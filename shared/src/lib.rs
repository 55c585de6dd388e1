//! Shared types for the freight broker
//!
//! Domain models, error codes and response structures used by the
//! broker server and its API consumers.

pub mod error;
pub mod models;
pub mod util;

// Re-exports
pub use http;
pub use serde::{Deserialize, Serialize};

YOUR TASK → Please give every entry again, precisely as it appears.

PROBLEM SOLUTION →
filename shared/src/lib.rs
repository 55c585de6dd388e1
//! Shared types for the freight broker
//!
//! Domain models, error codes and response structures used by the
//! broker server and its API consumers.

pub mod error;
pub mod models;
pub mod util;

// Re-exports
pub use http;
pub use serde::{Deserialize, Serialize};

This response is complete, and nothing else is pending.